TASK DETAILS =
Please count the lines in the material below that include "AtomicUsize". Reply with the number alone.
┌──
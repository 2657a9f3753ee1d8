//! Value records exchanged with the storefront during checkout
//!
//! These are immutable-after-construction fixtures, not a domain model with
//! lifecycle. Cart and order state live entirely in the application under
//! test and are only observed through rendered text.

use serde::{Deserialize, Serialize};

/// Identifies a guest checkout actor.
#[derive(Debug, Clone, PartialEq, Eq, Serialize, Deserialize)]
pub struct GuestUser {
    pub email: String,
    pub first_name: String,
    pub last_name: String,
}

/// Destination for a checkout.
#[derive(Debug, Clone, PartialEq, Eq, Serialize, Deserialize)]
pub struct BillingAddress {
    pub street: String,
    pub city: String,
    pub state: String,
    pub country: String,
    pub postal_code: String,
}

/// Credit card payment instrument. Deliberately malformed variants exist in
/// the fixture catalog to probe the storefront's validation paths.
#[derive(Debug, Clone, PartialEq, Eq, Serialize, Deserialize)]
pub struct CreditCardPayment {
    pub card_number: String,
    pub expiration_date: String,
    pub cvv: String,
    pub card_holder_name: String,
}

/// Payment methods offered by the checkout dropdown.
#[derive(Debug, Clone, Copy, PartialEq, Eq, Serialize, Deserialize)]
pub enum PaymentMethod {
    BankTransfer,
    CashOnDelivery,
    CreditCard,
    BuyNowPayLater,
    GiftCard,
}

impl PaymentMethod {
    /// The visible option label in the payment-method dropdown.
    pub fn label(&self) -> &'static str {
        match self {
            Self::BankTransfer => "Bank Transfer",
            Self::CashOnDelivery => "Cash on Delivery",
            Self::CreditCard => "Credit Card",
            Self::BuyNowPayLater => "Buy Now Pay Later",
            Self::GiftCard => "Gift Card",
        }
    }
}

#[cfg(test)]
mod tests {
    use super::*;

    #[test]
    fn payment_method_labels_match_dropdown_options() {
        assert_eq!(PaymentMethod::BankTransfer.label(), "Bank Transfer");
        assert_eq!(PaymentMethod::CreditCard.label(), "Credit Card");
    }
}
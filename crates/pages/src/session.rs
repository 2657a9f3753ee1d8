//! WebDriver session bootstrap and environment-driven configuration

use std::env;
use std::path::PathBuf;
use std::str::FromStr;
use std::time::Duration;

use thirtyfour::{Capabilities, DesiredCapabilities, WebDriver};
use tracing::info;
use url::Url;

use crate::error::{PageError, PageResult};
use crate::interact::Interactor;
use crate::page::PageContext;

/// Environment variable naming the WebDriver endpoint. When unset, callers
/// treat browser scenarios as skipped.
pub const WEBDRIVER_URL_VAR: &str = "E2E_WEBDRIVER_URL";

pub const DEFAULT_BASE_URL: &str = "https://practicesoftwaretesting.com/";

const DEFAULT_SCREENSHOT_DIR: &str = "screenshots";
const DEFAULT_ACTION_TIMEOUT: Duration = Duration::from_secs(10);
const DEFAULT_NAV_TIMEOUT: Duration = Duration::from_secs(10);

/// Supported WebDriver backends.
#[derive(Debug, Clone, Copy, PartialEq, Eq, Default)]
pub enum BrowserKind {
    #[default]
    Firefox,
    Chrome,
}

impl FromStr for BrowserKind {
    type Err = PageError;

    fn from_str(s: &str) -> Result<Self, Self::Err> {
        match s.to_ascii_lowercase().as_str() {
            "firefox" | "gecko" => Ok(Self::Firefox),
            "chrome" | "chromium" => Ok(Self::Chrome),
            other => Err(PageError::InvalidConfig(format!(
                "unknown browser: {other}"
            ))),
        }
    }
}

impl BrowserKind {
    /// Build WebDriver capabilities for this browser.
    pub fn capabilities(&self, headless: bool) -> PageResult<Capabilities> {
        match self {
            Self::Firefox => {
                let mut caps = DesiredCapabilities::firefox();
                if headless {
                    caps.set_headless()?;
                }
                Ok(caps.into())
            }
            Self::Chrome => {
                let mut caps = DesiredCapabilities::chrome();
                if headless {
                    caps.set_headless()?;
                }
                caps.add_chrome_arg("--window-size=1920,1080")?;
                Ok(caps.into())
            }
        }
    }
}

/// Everything needed to open one isolated browser session.
#[derive(Debug, Clone)]
pub struct SessionConfig {
    pub webdriver_url: String,
    pub base_url: Url,
    pub browser: BrowserKind,
    pub headless: bool,
    pub screenshot_dir: PathBuf,
    pub action_timeout: Duration,
    pub nav_timeout: Duration,
}

impl SessionConfig {
    /// Configuration with library defaults and the given WebDriver endpoint.
    pub fn with_webdriver_url(webdriver_url: impl Into<String>) -> PageResult<Self> {
        let base_url = Url::parse(DEFAULT_BASE_URL)
            .map_err(|err| PageError::InvalidConfig(format!("default base url: {err}")))?;
        Ok(Self {
            webdriver_url: webdriver_url.into(),
            base_url,
            browser: BrowserKind::default(),
            headless: true,
            screenshot_dir: PathBuf::from(DEFAULT_SCREENSHOT_DIR),
            action_timeout: DEFAULT_ACTION_TIMEOUT,
            nav_timeout: DEFAULT_NAV_TIMEOUT,
        })
    }

    /// Read configuration from `E2E_*` environment variables.
    ///
    /// Returns `Ok(None)` when no WebDriver endpoint is configured, which
    /// callers treat as "skip browser scenarios".
    pub fn from_env() -> PageResult<Option<Self>> {
        let Ok(webdriver_url) = env::var(WEBDRIVER_URL_VAR) else {
            return Ok(None);
        };
        let mut config = Self::with_webdriver_url(webdriver_url)?;
        if let Ok(base) = env::var("E2E_BASE_URL") {
            config.base_url = Url::parse(&base)
                .map_err(|err| PageError::InvalidConfig(format!("E2E_BASE_URL: {err}")))?;
        }
        if let Ok(browser) = env::var("E2E_BROWSER") {
            config.browser = browser.parse()?;
        }
        if let Ok(headed) = env::var("E2E_HEADED") {
            config.headless = !parse_flag(&headed);
        }
        if let Ok(dir) = env::var("E2E_SCREENSHOT_DIR") {
            config.screenshot_dir = PathBuf::from(dir);
        }
        Ok(Some(config))
    }
}

fn parse_flag(value: &str) -> bool {
    matches!(value.to_ascii_lowercase().as_str(), "1" | "true" | "yes")
}

/// Open a fresh, isolated browser session described by `config`.
///
/// Every session gets its own browser context; nothing is shared between
/// concurrently connected sessions.
pub async fn connect(config: &SessionConfig) -> PageResult<PageContext> {
    let caps = config.browser.capabilities(config.headless)?;
    let driver = WebDriver::new(&config.webdriver_url, caps).await?;
    let _ = driver.maximize_window().await;
    info!(
        webdriver = %config.webdriver_url,
        browser = ?config.browser,
        headless = config.headless,
        "webdriver session established"
    );
    let interactor = Interactor::new(
        driver,
        config.action_timeout,
        config.screenshot_dir.clone(),
    );
    Ok(PageContext::new(
        interactor,
        config.base_url.clone(),
        config.nav_timeout,
    ))
}

#[cfg(test)]
mod tests {
    use serial_test::serial;

    use super::*;

    #[test]
    fn browser_kind_parses_common_names() {
        assert_eq!("firefox".parse::<BrowserKind>().unwrap(), BrowserKind::Firefox);
        assert_eq!("Chrome".parse::<BrowserKind>().unwrap(), BrowserKind::Chrome);
        assert_eq!("chromium".parse::<BrowserKind>().unwrap(), BrowserKind::Chrome);
        assert!("safari".parse::<BrowserKind>().is_err());
    }

    #[test]
    fn flag_parsing_accepts_usual_spellings() {
        assert!(parse_flag("1"));
        assert!(parse_flag("TRUE"));
        assert!(parse_flag("yes"));
        assert!(!parse_flag("0"));
        assert!(!parse_flag("no"));
    }

    #[test]
    #[serial]
    fn from_env_skips_without_webdriver_endpoint() {
        env::remove_var(WEBDRIVER_URL_VAR);
        assert!(SessionConfig::from_env().unwrap().is_none());
    }

    #[test]
    #[serial]
    fn from_env_reads_overrides() {
        env::set_var(WEBDRIVER_URL_VAR, "http://localhost:4444");
        env::set_var("E2E_BASE_URL", "https://staging.example.com/");
        env::set_var("E2E_BROWSER", "chrome");
        env::set_var("E2E_HEADED", "1");

        let config = SessionConfig::from_env().unwrap().unwrap();
        assert_eq!(config.webdriver_url, "http://localhost:4444");
        assert_eq!(config.base_url.as_str(), "https://staging.example.com/");
        assert_eq!(config.browser, BrowserKind::Chrome);
        assert!(!config.headless);

        env::remove_var(WEBDRIVER_URL_VAR);
        env::remove_var("E2E_BASE_URL");
        env::remove_var("E2E_BROWSER");
        env::remove_var("E2E_HEADED");
    }

    #[test]
    fn defaults_match_the_storefront() {
        let config = SessionConfig::with_webdriver_url("http://localhost:4444").unwrap();
        assert_eq!(config.base_url.as_str(), DEFAULT_BASE_URL);
        assert_eq!(config.action_timeout, Duration::from_secs(10));
        assert!(config.headless);
    }
}
//! Product detail page: quantity selection and add-to-cart

use std::time::Duration;

use crate::error::PageResult;
use crate::locator::Locator;
use crate::messages;
use crate::page::PageContext;

const ADD_TO_CART: Locator = Locator::DataTest("add-to-cart");
const QUANTITY_INPUT: Locator = Locator::DataTest("quantity");
const INCREASE_QUANTITY: Locator = Locator::ButtonText("Increase quantity");
const DECREASE_QUANTITY: Locator = Locator::ButtonText("Decrease quantity");
const PRODUCT_TITLE: Locator = Locator::Css("h1");
const PRODUCT_PRICE: Locator = Locator::Css(r#"[data-test="product-price"], .price"#);
const NAV_HOME: Locator = Locator::DataTest("nav-home");

const TOAST_WAIT: Duration = Duration::from_secs(5);

pub struct ProductPage {
    ctx: PageContext,
}

impl ProductPage {
    pub fn new(ctx: PageContext) -> Self {
        Self { ctx }
    }

    /// Add the current product to the cart and wait for the confirmation
    /// toast before returning.
    pub async fn add_to_cart(&self) -> PageResult<()> {
        self.ctx.interactor().click(ADD_TO_CART.by()).await?;
        self.ctx
            .interactor()
            .wait_for_text(messages::PRODUCT_ADDED, TOAST_WAIT)
            .await
    }

    /// Overwrite the quantity input.
    pub async fn set_quantity(&self, quantity: u32) -> PageResult<()> {
        self.ctx
            .interactor()
            .fill(QUANTITY_INPUT.by(), &quantity.to_string())
            .await
    }

    pub async fn increase_quantity(&self) -> PageResult<()> {
        self.ctx.interactor().click(INCREASE_QUANTITY.by()).await
    }

    pub async fn decrease_quantity(&self) -> PageResult<()> {
        self.ctx.interactor().click(DECREASE_QUANTITY.by()).await
    }

    pub async fn product_name(&self) -> PageResult<String> {
        self.ctx.interactor().text_of(PRODUCT_TITLE.by()).await
    }

    /// Rendered unit price, trimmed (e.g. "$14.15").
    pub async fn product_price(&self) -> PageResult<String> {
        self.ctx.interactor().text_of(PRODUCT_PRICE.by()).await
    }

    /// Navigate back to the home page grid.
    pub async fn go_home(&self) -> PageResult<()> {
        self.ctx.interactor().click(NAV_HOME.by()).await?;
        self.ctx.wait_for_page_load().await
    }
}
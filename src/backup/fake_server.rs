//! In-process stand-in for the CVAT export endpoints used by tests.

use axum::{
    Json, Router,
    extract::{Path as UrlPath, State},
    http::{HeaderMap, StatusCode},
    response::{IntoResponse, Response},
    routing::{get, post},
};
use serde_json::json;
use std::collections::VecDeque;
use std::path::PathBuf;
use std::sync::atomic::{AtomicUsize, Ordering};
use std::sync::{Arc, Mutex};
use std::time::Duration;
use tokio::net::TcpListener;

use crate::config::{Secret, Settings};

// "admin:hunter2"
pub const EXPECTED_AUTH: &str = "Basic YWRtaW46aHVudGVyMg==";
pub const ARCHIVE_BYTES: &[u8] = b"PK\x03\x04 fake project archive bytes";

/// In-process stand-in for the CVAT export endpoints.
pub struct FakeCvat {
    pub base_url: String,
    pub statuses: Mutex<VecDeque<&'static str>>,
    pub result_url: Option<String>,
    pub fail_message: Option<String>,
    pub exports: AtomicUsize,
    pub polls: AtomicUsize,
    pub downloads: AtomicUsize,
    pub archive: Vec<u8>,
}

fn authorized(headers: &HeaderMap) -> bool {
    headers
        .get("authorization")
        .and_then(|v| v.to_str().ok())
        .is_some_and(|v| v == EXPECTED_AUTH)
}

async fn start_export(
    State(cvat): State<Arc<FakeCvat>>,
    UrlPath(id): UrlPath<u64>,
    headers: HeaderMap,
) -> Response {
    if !authorized(&headers) {
        return StatusCode::UNAUTHORIZED.into_response();
    }
    if id != 42 {
        return (StatusCode::NOT_FOUND, "Not found.").into_response();
    }
    cvat.exports.fetch_add(1, Ordering::SeqCst);
    (StatusCode::ACCEPTED, Json(json!({ "rq_id": "action=backup&target=project&id=42" })))
        .into_response()
}

async fn request_status(
    State(cvat): State<Arc<FakeCvat>>,
    UrlPath(_rq_id): UrlPath<String>,
    headers: HeaderMap,
) -> Response {
    if !authorized(&headers) {
        return StatusCode::UNAUTHORIZED.into_response();
    }
    cvat.polls.fetch_add(1, Ordering::SeqCst);

    let mut statuses = cvat.statuses.lock().unwrap();
    let status = if statuses.len() > 1 {
        statuses.pop_front().unwrap()
    } else {
        statuses.front().copied().unwrap_or("queued")
    };

    let body = match status {
        "finished" => json!({ "status": status, "message": "", "result_url": cvat.result_url }),
        "failed" => json!({ "status": status, "message": cvat.fail_message, "result_url": null }),
        _ => json!({ "status": status, "message": "", "result_url": null }),
    };
    Json(body).into_response()
}

async fn download(State(cvat): State<Arc<FakeCvat>>, headers: HeaderMap) -> Response {
    if !authorized(&headers) {
        return StatusCode::UNAUTHORIZED.into_response();
    }
    cvat.downloads.fetch_add(1, Ordering::SeqCst);
    cvat.archive.clone().into_response()
}

/// Serve the fake on an ephemeral port. Statuses are handed out in order;
/// the last one repeats.
pub async fn spawn_fake_cvat(
    statuses: Vec<&'static str>,
    result_path: Option<&str>,
    fail_message: Option<&str>,
) -> Arc<FakeCvat> {
    spawn_fake_cvat_serving(statuses, result_path, fail_message, ARCHIVE_BYTES.to_vec()).await
}

/// Like [`spawn_fake_cvat`], serving `archive` as the download.
pub async fn spawn_fake_cvat_serving(
    statuses: Vec<&'static str>,
    result_path: Option<&str>,
    fail_message: Option<&str>,
    archive: Vec<u8>,
) -> Arc<FakeCvat> {
    let listener = TcpListener::bind("127.0.0.1:0").await.unwrap();
    let base_url = format!("http://{}", listener.local_addr().unwrap());

    let cvat = Arc::new(FakeCvat {
        result_url: result_path.map(|p| format!("{}{}", base_url, p)),
        base_url,
        statuses: Mutex::new(statuses.into()),
        fail_message: fail_message.map(str::to_string),
        exports: AtomicUsize::new(0),
        polls: AtomicUsize::new(0),
        downloads: AtomicUsize::new(0),
        archive,
    });

    let app = Router::new()
        .route("/api/projects/{id}/backup/export", post(start_export))
        .route("/api/requests/{rq_id}", get(request_status))
        .route("/files/project.zip", get(download))
        .with_state(cvat.clone());

    tokio::spawn(async move {
        axum::serve(listener, app).await.unwrap();
    });

    cvat
}

/// Settings pointing at a fake server, polling every 10ms.
pub fn settings_for(base_url: &str, save_dir: PathBuf) -> Settings {
    Settings {
        host: base_url.parse().unwrap(),
        username: "admin".to_string(),
        password: Secret::new("hunter2"),
        project_id: 42,
        save_dir,
        poll_interval: Duration::from_millis(10),
        poll_timeout: None,
        publish: None,
    }
}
└──
RESPONSE FOR THIS EXERCISE =
7